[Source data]
#####

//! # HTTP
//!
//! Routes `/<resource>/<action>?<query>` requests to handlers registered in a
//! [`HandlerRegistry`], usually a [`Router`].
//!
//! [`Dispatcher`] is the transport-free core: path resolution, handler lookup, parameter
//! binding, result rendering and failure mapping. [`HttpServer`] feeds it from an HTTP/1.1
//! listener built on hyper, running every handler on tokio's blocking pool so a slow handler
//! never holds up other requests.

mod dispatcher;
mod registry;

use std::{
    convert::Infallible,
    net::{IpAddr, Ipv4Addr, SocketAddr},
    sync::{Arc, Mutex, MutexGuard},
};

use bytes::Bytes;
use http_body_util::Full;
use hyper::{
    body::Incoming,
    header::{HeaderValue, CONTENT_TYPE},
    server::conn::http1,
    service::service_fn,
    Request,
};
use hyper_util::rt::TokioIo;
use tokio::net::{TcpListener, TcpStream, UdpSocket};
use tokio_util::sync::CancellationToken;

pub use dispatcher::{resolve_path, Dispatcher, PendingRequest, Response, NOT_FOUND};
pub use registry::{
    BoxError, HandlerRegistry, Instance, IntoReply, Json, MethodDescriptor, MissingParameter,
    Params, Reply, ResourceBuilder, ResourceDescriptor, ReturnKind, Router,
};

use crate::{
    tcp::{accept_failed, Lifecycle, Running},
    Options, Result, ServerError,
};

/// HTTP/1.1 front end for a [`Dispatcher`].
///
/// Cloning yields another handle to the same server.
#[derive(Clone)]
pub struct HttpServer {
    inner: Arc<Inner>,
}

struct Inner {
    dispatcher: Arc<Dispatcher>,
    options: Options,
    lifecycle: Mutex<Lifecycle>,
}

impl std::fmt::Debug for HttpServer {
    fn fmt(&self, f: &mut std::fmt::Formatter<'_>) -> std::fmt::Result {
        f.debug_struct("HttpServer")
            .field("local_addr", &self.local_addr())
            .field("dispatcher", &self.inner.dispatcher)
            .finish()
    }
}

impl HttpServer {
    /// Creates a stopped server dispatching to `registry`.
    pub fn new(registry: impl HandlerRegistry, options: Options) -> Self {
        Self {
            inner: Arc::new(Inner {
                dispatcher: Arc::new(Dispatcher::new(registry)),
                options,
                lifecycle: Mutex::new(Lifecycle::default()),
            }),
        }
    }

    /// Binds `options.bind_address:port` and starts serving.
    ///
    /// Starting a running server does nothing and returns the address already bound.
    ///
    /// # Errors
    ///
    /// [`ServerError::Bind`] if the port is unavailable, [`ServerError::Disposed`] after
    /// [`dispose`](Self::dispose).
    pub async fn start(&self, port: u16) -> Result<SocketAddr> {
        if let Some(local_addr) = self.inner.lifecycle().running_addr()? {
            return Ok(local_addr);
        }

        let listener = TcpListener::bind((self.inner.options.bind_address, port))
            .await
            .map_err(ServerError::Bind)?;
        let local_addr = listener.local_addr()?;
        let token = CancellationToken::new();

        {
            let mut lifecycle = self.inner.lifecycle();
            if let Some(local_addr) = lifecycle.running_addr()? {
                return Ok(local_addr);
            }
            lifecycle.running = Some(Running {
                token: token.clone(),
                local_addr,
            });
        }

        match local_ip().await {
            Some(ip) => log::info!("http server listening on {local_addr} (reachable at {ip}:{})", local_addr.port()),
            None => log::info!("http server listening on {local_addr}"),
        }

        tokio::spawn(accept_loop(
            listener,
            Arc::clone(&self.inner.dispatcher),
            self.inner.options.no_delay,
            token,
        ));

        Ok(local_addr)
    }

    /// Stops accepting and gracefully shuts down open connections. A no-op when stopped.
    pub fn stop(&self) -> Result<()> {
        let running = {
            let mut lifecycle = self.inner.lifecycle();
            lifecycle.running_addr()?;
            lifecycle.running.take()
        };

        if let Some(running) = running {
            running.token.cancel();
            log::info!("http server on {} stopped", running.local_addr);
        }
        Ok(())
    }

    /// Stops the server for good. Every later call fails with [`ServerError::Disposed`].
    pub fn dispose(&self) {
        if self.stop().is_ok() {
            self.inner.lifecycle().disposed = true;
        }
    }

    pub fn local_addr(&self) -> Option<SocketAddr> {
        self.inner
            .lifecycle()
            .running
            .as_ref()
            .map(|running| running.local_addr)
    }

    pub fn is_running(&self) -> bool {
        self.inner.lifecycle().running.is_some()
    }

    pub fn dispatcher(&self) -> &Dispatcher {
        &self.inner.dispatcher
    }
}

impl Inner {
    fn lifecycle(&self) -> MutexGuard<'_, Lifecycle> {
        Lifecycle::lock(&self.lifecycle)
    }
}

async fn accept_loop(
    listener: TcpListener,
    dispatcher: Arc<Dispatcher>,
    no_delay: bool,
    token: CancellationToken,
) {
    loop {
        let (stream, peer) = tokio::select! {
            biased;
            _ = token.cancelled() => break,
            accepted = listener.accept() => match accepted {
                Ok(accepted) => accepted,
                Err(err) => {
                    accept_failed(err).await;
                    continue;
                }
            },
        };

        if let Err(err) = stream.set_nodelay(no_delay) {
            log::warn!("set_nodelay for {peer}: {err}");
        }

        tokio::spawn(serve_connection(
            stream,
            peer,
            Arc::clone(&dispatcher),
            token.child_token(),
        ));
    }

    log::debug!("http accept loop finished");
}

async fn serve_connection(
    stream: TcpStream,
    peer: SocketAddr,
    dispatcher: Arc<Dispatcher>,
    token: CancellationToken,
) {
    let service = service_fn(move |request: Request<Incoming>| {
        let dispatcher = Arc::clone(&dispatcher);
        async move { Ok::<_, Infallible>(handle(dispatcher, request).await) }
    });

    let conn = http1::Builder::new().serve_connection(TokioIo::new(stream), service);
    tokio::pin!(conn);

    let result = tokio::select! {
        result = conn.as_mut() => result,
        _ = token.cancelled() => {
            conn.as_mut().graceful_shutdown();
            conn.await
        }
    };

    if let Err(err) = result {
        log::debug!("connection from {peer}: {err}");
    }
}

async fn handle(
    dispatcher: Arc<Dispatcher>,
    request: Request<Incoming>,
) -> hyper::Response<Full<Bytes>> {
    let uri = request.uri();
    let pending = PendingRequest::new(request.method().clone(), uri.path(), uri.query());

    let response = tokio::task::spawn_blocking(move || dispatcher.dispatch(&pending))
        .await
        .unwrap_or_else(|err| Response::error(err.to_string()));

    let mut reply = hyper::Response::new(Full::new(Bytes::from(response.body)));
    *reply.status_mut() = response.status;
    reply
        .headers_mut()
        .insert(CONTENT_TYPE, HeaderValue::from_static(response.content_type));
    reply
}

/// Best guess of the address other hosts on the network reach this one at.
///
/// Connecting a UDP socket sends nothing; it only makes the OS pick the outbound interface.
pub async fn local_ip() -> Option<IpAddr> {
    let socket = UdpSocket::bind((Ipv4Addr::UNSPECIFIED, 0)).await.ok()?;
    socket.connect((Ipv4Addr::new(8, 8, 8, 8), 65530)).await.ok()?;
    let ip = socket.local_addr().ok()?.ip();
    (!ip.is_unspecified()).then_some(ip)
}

#####

EXERCISE AIM => The answer must be the line containing "this one at." and every line after it to the end of the data, exactly as written.

ANSWER SPACE =>
/// Best guess of the address other hosts on the network reach this one at.
///
/// Connecting a UDP socket sends nothing; it only makes the OS pick the outbound interface.
pub async fn local_ip() -> Option<IpAddr> {
    let socket = UdpSocket::bind((Ipv4Addr::UNSPECIFIED, 0)).await.ok()?;
    socket.connect((Ipv4Addr::new(8, 8, 8, 8), 65530)).await.ok()?;
    let ip = socket.local_addr().ok()?.ip();
    (!ip.is_unspecified()).then_some(ip)
}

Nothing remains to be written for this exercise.